Ни один из них не был чистым везением: всякий раз Котляр делал или говорил то и только то, что могло бы отвести удар и спасти. И это не было актом инстинктивного и любой ценой выживания — это было его борьбой и его подвигом, смыслом его жизни и, если хотите, его пращой Давида. «Если еврей, — писал он, — с сентября 1941-го все еще не разоблачен немцами, если он проявил столько изобретательности и воли, мужества и хладнокровия и Господь Бог ему помогал в самых безнадежных ситуациях, то он уже просто не имеет права добровольно отказаться от борьбы. Такой поступок означал бы акт капитуляции человека, дерзнувшего в одиночку вступить в единоборство с огромным, четко отлаженным механизмом массового истребления евреев».
И Леонид Котляр не капитулировал: крошечный Давид одолел жидоеда Голиафа.
А когда грозовые тучи сгустились над Рейхом, то с бомбежками союзников на немецкие села и города обрушилось огненное возмездие, как бы говорившее каждому немцу на немецкой земле: «Ты хотел войны — так получи ее на свою голову во всем ее великолепии и блеске!»
Но, вслушиваясь в звуки апокалипсиса, всматриваясь в зарева пожаров и восхищаясь силою причиненного разрушения, Леонид, не испытал ни жажды крови, ни, если она проливалась, мстительного торжества. Индивидуальное возмездие и адресную месть он приветствовал бы, но тотальное истребление немцев не могло быть «ответом» на тотальное истребление евреев: «…Я не смог бы на полном ходу врезаться на танке в немецкий домик, не мог бы и пальцем тронуть немецкого ребенка, даже из тех, кто бросал в нас камешками, когда наша оскорбляющая эстетическое чувство колонна двигалась по городу после работы. Дети оставались для меня просто детьми, достойными и любви, и жалости. Но во мне было достаточно ожесточения и ненависти, чтобы пристрелить, не колеблясь, лагерфюрера Майера или эсэсовца Освальда, имевшего на заводе свой кабинет и курировавшего все вопросы, касающиеся военнопленных и восточных рабочих…»
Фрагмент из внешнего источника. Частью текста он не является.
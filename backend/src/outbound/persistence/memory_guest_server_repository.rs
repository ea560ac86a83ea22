//! In-memory guest server repository.

use std::collections::HashMap;
use std::sync::{RwLock, RwLockReadGuard, RwLockWriteGuard};

use async_trait::async_trait;
use tracing::debug;

use crate::domain::guest_server::{AddressId, Server, ServerId};
use crate::domain::party::PartyId;
use crate::domain::ports::{GuestServerRepository, GuestServerRepositoryError};
use crate::domain::user::UserId;

type ServerStore = HashMap<ServerId, Server>;

/// In-memory implementation of the guest server repository port.
///
/// Snapshots are stored whole, keyed by server id. Listings are ordered by
/// id; the identifiers are time-ordered, so that equals registration
/// order. A poisoned lock surfaces as the port's `Connection` error.
#[derive(Debug, Default)]
pub struct MemoryGuestServerRepository {
    servers: RwLock<ServerStore>,
}

impl MemoryGuestServerRepository {
    /// Create an empty repository.
    pub fn new() -> Self {
        Self::default()
    }

    fn store(&self) -> Result<RwLockReadGuard<'_, ServerStore>, GuestServerRepositoryError> {
        self.servers.read().map_err(|_| {
            GuestServerRepositoryError::connection("guest server store lock poisoned")
        })
    }

    fn store_mut(&self) -> Result<RwLockWriteGuard<'_, ServerStore>, GuestServerRepositoryError> {
        self.servers.write().map_err(|_| {
            GuestServerRepositoryError::connection("guest server store lock poisoned")
        })
    }

    fn sorted(mut servers: Vec<Server>) -> Vec<Server> {
        servers.sort_by_key(Server::id);
        servers
    }
}

#[async_trait]
impl GuestServerRepository for MemoryGuestServerRepository {
    async fn insert_server(&self, server: &Server) -> Result<(), GuestServerRepositoryError> {
        let mut servers = self.store_mut()?;

        if servers.contains_key(&server.id()) {
            return Err(GuestServerRepositoryError::query(format!(
                "guest server {} is already stored",
                server.id()
            )));
        }

        debug!(server_id = %server.id(), party_id = %server.party_id(), "storing guest server");
        servers.insert(server.id(), server.clone());
        Ok(())
    }

    async fn update_server(&self, server: &Server) -> Result<bool, GuestServerRepositoryError> {
        let mut servers = self.store_mut()?;

        let Some(stored) = servers.get_mut(&server.id()) else {
            return Ok(false);
        };

        debug!(server_id = %server.id(), "replacing guest server snapshot");
        *stored = server.clone();
        Ok(true)
    }

    async fn find_server(
        &self,
        server_id: ServerId,
    ) -> Result<Option<Server>, GuestServerRepositoryError> {
        let servers = self.store()?;
        Ok(servers.get(&server_id).cloned())
    }

    async fn find_server_for_address(
        &self,
        address_id: AddressId,
    ) -> Result<Option<Server>, GuestServerRepositoryError> {
        let servers = self.store()?;
        let found = servers
            .values()
            .find(|server| {
                server
                    .addresses()
                    .iter()
                    .any(|address| address.id() == address_id)
            })
            .cloned();
        Ok(found)
    }

    async fn list_servers_for_party(
        &self,
        party_id: &PartyId,
    ) -> Result<Vec<Server>, GuestServerRepositoryError> {
        let servers = self.store()?;
        let matching = servers
            .values()
            .filter(|server| server.party_id() == party_id)
            .cloned()
            .collect();
        Ok(Self::sorted(matching))
    }

    async fn list_servers_for_owner_and_party(
        &self,
        owner_id: UserId,
        party_id: &PartyId,
    ) -> Result<Vec<Server>, GuestServerRepositoryError> {
        let servers = self.store()?;
        let matching = servers
            .values()
            .filter(|server| server.owner_id() == owner_id && server.party_id() == party_id)
            .cloned()
            .collect();
        Ok(Self::sorted(matching))
    }

    async fn count_servers_for_owner_and_party(
        &self,
        owner_id: UserId,
        party_id: &PartyId,
    ) -> Result<usize, GuestServerRepositoryError> {
        let servers = self.store()?;
        let quantity = servers
            .values()
            .filter(|server| server.owner_id() == owner_id && server.party_id() == party_id)
            .count();
        Ok(quantity)
    }

    async fn delete_server(&self, server_id: ServerId) -> Result<bool, GuestServerRepositoryError> {
        let mut servers = self.store_mut()?;
        let removed = servers.remove(&server_id).is_some();
        if removed {
            debug!(server_id = %server_id, "deleted guest server");
        }
        Ok(removed)
    }
}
Но вернемся к траектории судьбы Леонида Котляра, соединившей в себе даже не две, а три ипостаси — еврея, военнопленного (или «пленяги», как он выражается) и еще угнанного в Германию гражданского принудительного рабочего («остарбайтера», если по-немецки, или, в русифицированной версии, «остовца»). Успешно пройдя селекцию и «переложившись» в Леонтия Котлярчука, украинца по матери и киевлянина по местожительству, он вытащил дважды счастливый билет. Лагерная комиссия под руководством «особиста» из СД освободила Котлярчука из состояния военного плена и отпустила его, отныне свободного цивилиста, [6] из Николаевского шталага домой, в Киев, снабдив на дорогу хлебом и «аусвайсом»! [7]
6
От нем. Zivilist — гражданское лицо. Таких «освобожденных из плена» тоже было немало — от 300 до 400 тысяч, но много ли среди них было евреев?!
7
От нем. Ausweis — пропуск.
«Домой», понятно, «Котлярчук» не спешил, а по дороге застревал и кантовался где только мог, — сначала в селе Малиновка Еланецкого района Николаевской области — при пасеке, а потом на хуторе Петровский соседнего Братского района — пастухом. Но осенью 1942 года Украину накрыла очередная (третья по счету) волна заукелевских вербовочных кампаний, [8] и 3 октября староста Петровского закрыл спущенную ему разнарядку двумя прибившимися к хутору «оцивиленными» военнопленными, в том числе и Котлярчуком.
8
См.: Полян П. Цит. соч. С. 146–216.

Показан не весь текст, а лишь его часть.